Could it be ADHD
Has your child’s teacher raised some concerns about your child’s performance at school?
Perhaps friends or family members have commented negatively regarding aspects of your child’s behaviour.
Maybe you have a niggling worry that something may not be quite right with your child.
Is your child having trouble concentrating at school?
I often see children whose parents or teachers are concerned their child may have a behavioural or learning problem. People often jump to assumptions and frequently raise the possibility of diagnoses such as Attention Deficiency Hyperactivity Disorder (ADHD).
It is so important a thorough assessment is carried out to determine if your child does in fact have areas they are struggling with and, from there, determine how best to help them.
Applying a label or diagnosis is not always necessary and should be sought only to help guide intervention for you child if necessary.
Having a diagnosis of ADHD does not always mean your child requires medication – there are many other things that can be done to help.
Read on to learn more and please arrange an appointment if you have concerns.
What is ADHD?
ADHD is a medical condition. It is not caused by poor parenting. ADHD currently affects 1 in 20 children under the age of 12 in Australia and is more common in boys than girls.
Children with ADHD might be overly active, they may have difficulty focussing and may often act impulsively. Others may present with difficulties in learning and expressing feelings.
In ADHD these behaviours are more extreme than what would be expected for a particular age group and have a significant impact on the life of the child with ADHD and their family.
There are 3 subtypes of ADHD:
Inattentive – difficulty with concentration, attention and memory
Hyperactive / impulsive – hyperactive behaviour and impulsivity.
Combined – this is a combination of the 2 types of ADHD described above.
What causes ADHD?
So far we don’t fully understand exactly what causes ADHD. We do know some children are genetically susceptible and certain things in their life may increase their risk of developing ADHD. Things that may increase the risk of ADHD are:
prematurity or low birth weight at delivery
Maternal smoking / substance abuse
Advanced maternal age
Exposure to toxins such as lead
There is no evidence to link food intolerances to ADHD however it has been commonly observed that certain food additives can exacerbate some of the behavioural issues seen.
How can ADHD be Diagnosed? Formal diagnosis of ADHD is a complicated process that is carried out by a developmental paediatrician, paediatric psychiatrist or clinical psychologist.
Experienced GP’s however can carry out an initial assessment to see if further specialist assessment is warranted. This would involve talking to you at length about your concerns and your childs history as well as conducting a thorough health and development check up. Your GP may also ask you to complete a questionnaire and have your child’s teacher do the same.

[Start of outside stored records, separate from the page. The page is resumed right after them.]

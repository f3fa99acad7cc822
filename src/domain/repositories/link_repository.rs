//! Repository trait for link and target data access.

use crate::domain::entities::Link;
use crate::error::AppError;
use async_trait::async_trait;

/// Repository interface for resolving links and reserving target capacity.
///
/// Link and target definitions are written by the external control plane;
/// this interface exposes only what the decision flow needs: a lookup and
/// the one mutation the engine owns, the per-target hit reservation.
///
/// # Implementations
///
/// - [`crate::infrastructure::persistence::PgLinkRepository`] - PostgreSQL implementation
/// - [`crate::infrastructure::persistence::MemoryLinkRepository`] - in-memory implementation
///   for tests and database-free runs
#[cfg_attr(test, mockall::automock)]
#[async_trait]
pub trait LinkRepository: Send + Sync {
    /// Finds a link and its active targets by business unit and code.
    ///
    /// Targets are returned in ascending id order; soft-deleted links are
    /// not returned.
    ///
    /// # Returns
    ///
    /// - `Ok(Some(Link))` if found (regardless of `is_active` — the caller
    ///   distinguishes inactive from missing)
    /// - `Ok(None)` if not found
    ///
    /// # Errors
    ///
    /// Returns [`AppError::DependencyUnavailable`] on store errors.
    async fn find_by_code(
        &self,
        business_unit: &str,
        link_code: &str,
    ) -> Result<Option<Link>, AppError>;

    /// Atomically consumes one unit of a target's capacity.
    ///
    /// The increment succeeds only while the target is active and under its
    /// cap (`cap = 0` means unlimited), so concurrent reservations can never
    /// push `current_hits` past a positive cap.
    ///
    /// # Returns
    ///
    /// - `Ok(true)` if the hit was reserved
    /// - `Ok(false)` if the target is at cap or inactive
    ///
    /// # Errors
    ///
    /// Returns [`AppError::DependencyUnavailable`] on store errors.
    async fn reserve_target_hit(&self, target_id: i64) -> Result<bool, AppError>;

    /// Bumps a link's advisory hit counter.
    ///
    /// Called by the access worker after a target redirect was served. Not
    /// linearizable on purpose: the link-wide ceiling is a soft limit.
    ///
    /// # Errors
    ///
    /// Returns [`AppError::DependencyUnavailable`] on store errors.
    async fn record_link_hit(&self, link_id: i64) -> Result<(), AppError>;

    /// Checks whether the backing store answers queries.
    async fn health_check(&self) -> bool;
}
//! In-memory implementation of the access log repository.

use async_trait::async_trait;
use std::sync::Mutex;

use crate::domain::access_event::AccessEvent;
use crate::domain::repositories::AccessLogRepository;
use crate::error::AppError;

/// Collects decision records in memory so tests can assert on them.
pub struct MemoryAccessLogRepository {
    records: Mutex<Vec<AccessEvent>>,
}

impl MemoryAccessLogRepository {
    pub fn new() -> Self {
        Self {
            records: Mutex::new(Vec::new()),
        }
    }

    /// Returns a snapshot of everything recorded so far.
    pub fn recorded(&self) -> Vec<AccessEvent> {
        self.records.lock().expect("access log lock poisoned").clone()
    }
}

impl Default for MemoryAccessLogRepository {
    fn default() -> Self {
        Self::new()
    }
}

#[async_trait]
impl AccessLogRepository for MemoryAccessLogRepository {
    async fn insert(&self, event: &AccessEvent) -> Result<(), AppError> {
        self.records
            .lock()
            .expect("access log lock poisoned")
            .push(event.clone());
        Ok(())
    }
}
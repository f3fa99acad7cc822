//! Link entity representing a routable short code and its target pool.

use chrono::{DateTime, Utc};
use serde::{Deserialize, Serialize};

use crate::domain::entities::Target;

/// A short-code entry routable to one or more [`Target`]s.
///
/// Identified by `(business_unit, link_code)`. Created and edited by the
/// external control plane; read-only to the redirect engine. `total_cap` is
/// an advisory soft ceiling across all targets: `current_hits` is bumped
/// asynchronously by the access worker, and once at or over the ceiling the
/// link answers with its backup URL.
#[derive(Debug, Clone, Serialize, Deserialize)]
pub struct Link {
    pub id: i64,
    pub business_unit: String,
    pub link_code: String,
    pub total_cap: i64,
    pub current_hits: i64,
    pub backup_url: Option<String>,
    pub is_active: bool,
    pub created_at: DateTime<Utc>,
    pub targets: Vec<Target>,
}

impl Link {
    /// Returns true if the advisory link-wide ceiling has been reached.
    pub fn is_over_total_cap(&self) -> bool {
        self.total_cap > 0 && self.current_hits >= self.total_cap
    }

    /// Returns the backup URL, treating an empty string as absent.
    pub fn backup_url(&self) -> Option<&str> {
        self.backup_url.as_deref().filter(|u| !u.is_empty())
    }
}

#[cfg(test)]
mod tests {
    use super::*;

    fn link(total_cap: i64, current_hits: i64) -> Link {
        Link {
            id: 1,
            business_unit: "bu".to_string(),
            link_code: "df7fca".to_string(),
            total_cap,
            current_hits,
            backup_url: Some("https://backup.example.com".to_string()),
            is_active: true,
            created_at: Utc::now(),
            targets: Vec::new(),
        }
    }

    #[test]
    fn test_total_cap_zero_is_unlimited() {
        assert!(!link(0, 1_000_000).is_over_total_cap());
    }

    #[test]
    fn test_total_cap_reached() {
        assert!(!link(100, 99).is_over_total_cap());
        assert!(link(100, 100).is_over_total_cap());
        assert!(link(100, 250).is_over_total_cap());
    }

    #[test]
    fn test_empty_backup_url_is_absent() {
        let mut l = link(0, 0);
        assert_eq!(l.backup_url(), Some("https://backup.example.com"));

        l.backup_url = Some(String::new());
        assert!(l.backup_url().is_none());

        l.backup_url = None;
        assert!(l.backup_url().is_none());
    }
}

What features should I look for?
Consider whether the problem behaviour in your child seems more significant than other children in the same age group - the areas of concern must have a significant impact on the child’s social or academic functioning and be out of context for what would be expected.

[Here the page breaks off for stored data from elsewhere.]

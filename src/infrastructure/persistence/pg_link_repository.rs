//! PostgreSQL implementation of the link repository.

use async_trait::async_trait;
use chrono::{DateTime, Utc};
use sqlx::PgPool;
use std::collections::HashMap;
use std::sync::Arc;
use tracing::warn;

use crate::domain::entities::{Link, Target};
use crate::domain::repositories::LinkRepository;
use crate::error::AppError;

/// PostgreSQL repository for link resolution and capacity reservation.
///
/// Queries are bound at runtime so the crate builds without a live
/// database; the schema is created by the bundled migrations.
pub struct PgLinkRepository {
    pool: Arc<PgPool>,
}

impl PgLinkRepository {
    /// Creates a new repository with a database connection pool.
    pub fn new(pool: Arc<PgPool>) -> Self {
        Self { pool }
    }
}

#[derive(sqlx::FromRow)]
struct LinkRow {
    id: i64,
    business_unit: String,
    link_code: String,
    total_cap: i64,
    current_hits: i64,
    backup_url: Option<String>,
    is_active: bool,
    created_at: DateTime<Utc>,
}

#[derive(sqlx::FromRow)]
struct TargetRow {
    id: i64,
    link_id: i64,
    url: String,
    weight: i32,
    cap: i64,
    current_hits: i64,
    countries: Vec<String>,
    param_mapping: Option<serde_json::Value>,
    static_params: Option<serde_json::Value>,
    is_active: bool,
}

impl TargetRow {
    fn into_target(self) -> Target {
        let param_mapping = parse_param_map(self.param_mapping, "param_mapping", self.id);
        let static_params = parse_param_map(self.static_params, "static_params", self.id);

        Target {
            id: self.id,
            link_id: self.link_id,
            url: self.url,
            weight: self.weight,
            cap: self.cap,
            current_hits: self.current_hits,
            countries: self.countries,
            param_mapping,
            static_params,
            is_active: self.is_active,
        }
    }
}

/// Decodes a JSONB column into a string-to-string map.
///
/// The control plane validates these on write, but a malformed value must
/// degrade to "no mapping" (pass-through) rather than fail the redirect.
fn parse_param_map(
    value: Option<serde_json::Value>,
    column: &str,
    target_id: i64,
) -> HashMap<String, String> {
    match value {
        None | Some(serde_json::Value::Null) => HashMap::new(),
        Some(value) => serde_json::from_value(value).unwrap_or_else(|e| {
            warn!(target_id, "Malformed {} configuration, ignoring: {}", column, e);
            HashMap::new()
        }),
    }
}

#[async_trait]
impl LinkRepository for PgLinkRepository {
    async fn find_by_code(
        &self,
        business_unit: &str,
        link_code: &str,
    ) -> Result<Option<Link>, AppError> {
        let row = sqlx::query_as::<_, LinkRow>(
            r#"
            SELECT id, business_unit, link_code, total_cap, current_hits,
                   backup_url, is_active, created_at
            FROM links
            WHERE business_unit = $1 AND link_code = $2 AND deleted_at IS NULL
            "#,
        )
        .bind(business_unit)
        .bind(link_code)
        .fetch_optional(self.pool.as_ref())
        .await?;

        let Some(row) = row else {
            return Ok(None);
        };

        let targets = sqlx::query_as::<_, TargetRow>(
            r#"
            SELECT id, link_id, url, weight, cap, current_hits,
                   countries, param_mapping, static_params, is_active
            FROM targets
            WHERE link_id = $1 AND is_active
            ORDER BY id
            "#,
        )
        .bind(row.id)
        .fetch_all(self.pool.as_ref())
        .await?;

        Ok(Some(Link {
            id: row.id,
            business_unit: row.business_unit,
            link_code: row.link_code,
            total_cap: row.total_cap,
            current_hits: row.current_hits,
            backup_url: row.backup_url,
            is_active: row.is_active,
            created_at: row.created_at,
            targets: targets.into_iter().map(TargetRow::into_target).collect(),
        }))
    }

    async fn reserve_target_hit(&self, target_id: i64) -> Result<bool, AppError> {
        // The WHERE clause is the compare half of compare-and-increment:
        // a concurrent reservation that would cross the cap matches zero rows
        let result = sqlx::query(
            r#"
            UPDATE targets
            SET current_hits = current_hits + 1, updated_at = now()
            WHERE id = $1 AND is_active AND (cap = 0 OR current_hits < cap)
            "#,
        )
        .bind(target_id)
        .execute(self.pool.as_ref())
        .await?;

        Ok(result.rows_affected() == 1)
    }

    async fn record_link_hit(&self, link_id: i64) -> Result<(), AppError> {
        sqlx::query(
            r#"
            UPDATE links
            SET current_hits = current_hits + 1, updated_at = now()
            WHERE id = $1
            "#,
        )
        .bind(link_id)
        .execute(self.pool.as_ref())
        .await?;

        Ok(())
    }

    async fn health_check(&self) -> bool {
        sqlx::query("SELECT 1")
            .execute(self.pool.as_ref())
            .await
            .is_ok()
    }
}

Consider how long the symptoms have been an issue - these would need to be present for at least 6 months before a diagnosis of ADHD would be made.
Consider if the issues are seen across various settings – i.e school and home. Many children have difficult behaviour at home but are doing well in the school environment – in most cases this would not be consistent with ADHD.
Consider the age of your child - ADHD is generally only diagnosed in children over the age of 5 years and when symptoms have been present before 12 years of age. Diagnosing ADHD in older children is more complicated.
There are other diagnoses which may be similar to ADHD in their presentation such as:
normal childhood behaviour
Oppositional Defiant Disorder or Conduct Disorder
Physical conditions – hearing loss, visual impairment, thyroid disorders, absence seizures
Anxiety / Depression
Psychosocial issues at school (peer relationships, bullying etc)
What treatment options are available?
The good news is there are many options available to help your child with ADHD and in most cases many of these would be trialled before medication is considered.
There are children with ADHD who benefit from medication however this should not be the first step taken.
There are many different people who can help you and your child to decrease the impact of ADHD on their life. These may include your GP, teacher and guidance officer at school, psychologists, Occupational Therapists, Speech Therapists and Physiotherapist.
Some things that need to be considered are:
Making sure your child is getting enough sleep
Making sure your child’s diet is adequate
Making sure there are no underlying medical issues such as constipation or iron deficiency
Working on parenting strategies to help in the family environment
Working on different approaches within the classroom to help your child’s learning.
What should I do now? If you have concerns about your child after reading this, I encourage you to make an appointment with a GP who has some experience in this area and work through your concerns.
Making an official diagnosis is not imperative however it can help with access to the various services discussed as well as facilitating extra help for your child within the classroom.
Having a diagnosis can also help you to manage expectations and understand your child's behaviour making it easier for you to help them.